Get ready for another bumpy ride in global markets as the number of people affected by the coronavirus rises along with the number of fatalities, affecting global supply chains and national health care systems.
Stock markets in Asia recovered from earlier losses, but most major European indexes, except the FTSE 100, were down in Monday trading, portending continued volatility in the U.S. following last week’s 11.5% drop in the S&P 500. The index rose 1.8% to 2,992 in morning trading on Monday. Through Friday, the index had fallen 13% from its peak on Feb. 19 at 3,386, losing $3.6 trillion in market value.
Meanwhile, bond yields continue to slide, following record-setting lows in 10-year and 30-year Treasuries hit last week along with the biggest one-day drop in the two-year Treasury on Friday — all fueling expectations of a Federal Reserve interest rate cut, possibly before the Federal Open Market Committee’s next scheduled meeting on March 17-18.
On Friday, 90 minutes before the market close, Fed Chairman Jerome Powell tried to calm U.S. financial markets while acknowledging their fears: “The fundamentals of the U.S. economy remain strong. However, the coronavirus poses evolving risks to economic activity.” He said the Fed “is closely monitoring developments and their implications for the economic outlook” and will take “appropriate” action to support the economy.

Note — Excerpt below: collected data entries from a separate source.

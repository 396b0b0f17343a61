use serde::{Deserialize, Serialize};

use crate::{Cell, CloneOptions};

/// An ordered run of cells starting at column `A`.
#[derive(Clone, Debug, Default, PartialEq, Serialize, Deserialize)]
pub struct Row {
    #[serde(default)]
    pub cells: Vec<Cell>,
    /// Custom height in points; `None` keeps the sheet default.
    #[serde(default, skip_serializing_if = "Option::is_none")]
    pub height: Option<f64>,
    #[serde(default)]
    pub hidden: bool,
}

impl Row {
    pub fn new(cells: Vec<Cell>) -> Self {
        Self {
            cells,
            ..Default::default()
        }
    }

    /// Build a row of string cells.
    pub fn from_texts<I, S>(texts: I) -> Self
    where
        I: IntoIterator<Item = S>,
        S: Into<String>,
    {
        Self::new(texts.into_iter().map(|t| Cell::new(t.into())).collect())
    }

    pub fn first_cell(&self) -> Option<&Cell> {
        self.cells.first()
    }

    /// Structural copy of the row: every cell is cloned with `options`, height and
    /// visibility are kept.
    pub fn clone_with(&self, options: &CloneOptions) -> Row {
        Row {
            cells: self.cells.iter().map(|c| c.clone_with(options)).collect(),
            height: self.height,
            hidden: self.hidden,
        }
    }

    /// Text of each cell, using `""` for non-string cells. Convenient for assertions.
    pub fn texts(&self) -> Vec<String> {
        self.cells
            .iter()
            .map(|c| c.text().unwrap_or_default().to_string())
            .collect()
    }
}

#[cfg(test)]
mod tests {
    use super::*;

    #[test]
    fn clone_with_keeps_height_and_wraps_every_cell() {
        let mut row = Row::from_texts(["a", "b"]);
        row.height = Some(30.0);

        let cloned = row.clone_with(&CloneOptions {
            force_wrap_text: true,
        });
        assert_eq!(cloned.height, Some(30.0));
        assert_eq!(cloned.texts(), vec!["a", "b"]);
        assert!(cloned.cells.iter().all(|c| c.style.wrap_text));
    }
}
//! Recognition of the directives embedded in template cell text.
//!
//! * `{{range <prop>}}` opens a block repeated once per element of `<prop>`.
//! * `{{end}}` closes the innermost open block.
//! * `{{<prop>.<field>}}` anywhere in a row makes the row array-driven by `<prop>`.
//!
//! Open/close directives are only recognised in the first cell of a row.

use std::sync::OnceLock;

use regex::Regex;
use report_model::Row;

pub const RANGE: &str = "range";

/// An opening directive: `{{<name> <prop>}}`.
#[derive(Copy, Clone, Debug, PartialEq, Eq)]
pub struct Block<'a> {
    pub name: &'a str,
    pub prop: &'a str,
}

fn block_re() -> &'static Regex {
    static RE: OnceLock<Regex> = OnceLock::new();
    RE.get_or_init(|| Regex::new(r"\{\{\s*(\w+)\s+(\w+)\s*\}\}").expect("valid regex"))
}

fn end_re() -> &'static Regex {
    static RE: OnceLock<Regex> = OnceLock::new();
    RE.get_or_init(|| Regex::new(r"\{\{\s*end\s*\}\}").expect("valid regex"))
}

fn list_prop_re() -> &'static Regex {
    static RE: OnceLock<Regex> = OnceLock::new();
    RE.get_or_init(|| Regex::new(r"\{\{\s*(\w+)\.\w+\s*\}\}").expect("valid regex"))
}

fn first_text(row: &Row) -> Option<&str> {
    row.first_cell()
        .and_then(|cell| cell.text())
        .filter(|text| !text.is_empty())
}

/// The `range` block opened by `row`, if any.
pub fn block(row: &Row) -> Option<Block<'_>> {
    let caps = block_re().captures(first_text(row)?)?;
    let name = caps.get(1)?.as_str();
    if name != RANGE {
        return None;
    }
    Some(Block {
        name,
        prop: caps.get(2)?.as_str(),
    })
}

pub fn is_block_end(row: &Row) -> bool {
    first_text(row).is_some_and(|text| end_re().is_match(text))
}

/// Name of the array driving `row`: the first `{{prop.field}}` reference, scanning cells in
/// order and skipping empty ones.
pub fn list_prop(row: &Row) -> Option<&str> {
    row.cells
        .iter()
        .filter_map(|cell| cell.text())
        .filter(|text| !text.is_empty())
        .find_map(|text| list_prop_re().captures(text)?.get(1).map(|m| m.as_str()))
}
//! XLSX import/export for report templates.
//!
//! Reading densifies each worksheet into [`report_model::Row`]s (so a template can be walked
//! row by row) and keeps `styles.xml`/theme bytes so the report can reuse the template's
//! style indices verbatim. Writing produces a fresh package from a [`report_model::Workbook`]:
//! only the style parts are carried over from the template; everything else is regenerated.

mod path;
mod read;
mod shared_strings;
mod styles;
mod write;
mod zip_util;

pub use read::{read_workbook, read_workbook_from_bytes, read_workbook_from_reader, ReadError};
pub use shared_strings::{parse_shared_strings_xml, SharedStringsError};
pub use styles::{builtin_num_fmt, parse_cell_xfs, StylesError};
pub use write::{write_workbook, write_workbook_to_bytes, write_workbook_to_writer, WriteError};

That could include a 50 basis-point rate cut, which traders now give 100% odds for at the Fed’s mid-March meeting, according to the CME FedWatch tool.
“The likelihood of a Fed cut has increased meaningfully. Depending on the spread of the virus and the market reaction, the Fed could act swiftly and aggressively,” said BofA economists, led by Ethan Harris, in their weekly note.
BofA economists cut their global 2020 global growth forecast to 2.8%, the lowest reading since 2009, and lowered their U.S. GDP growth forecast to 1.6%, which includes three quarters of a growth recession. “Broken global supply chains will deplete inventories and delay investment. But what worries us more is an adverse feedback loop between consumers and markets.”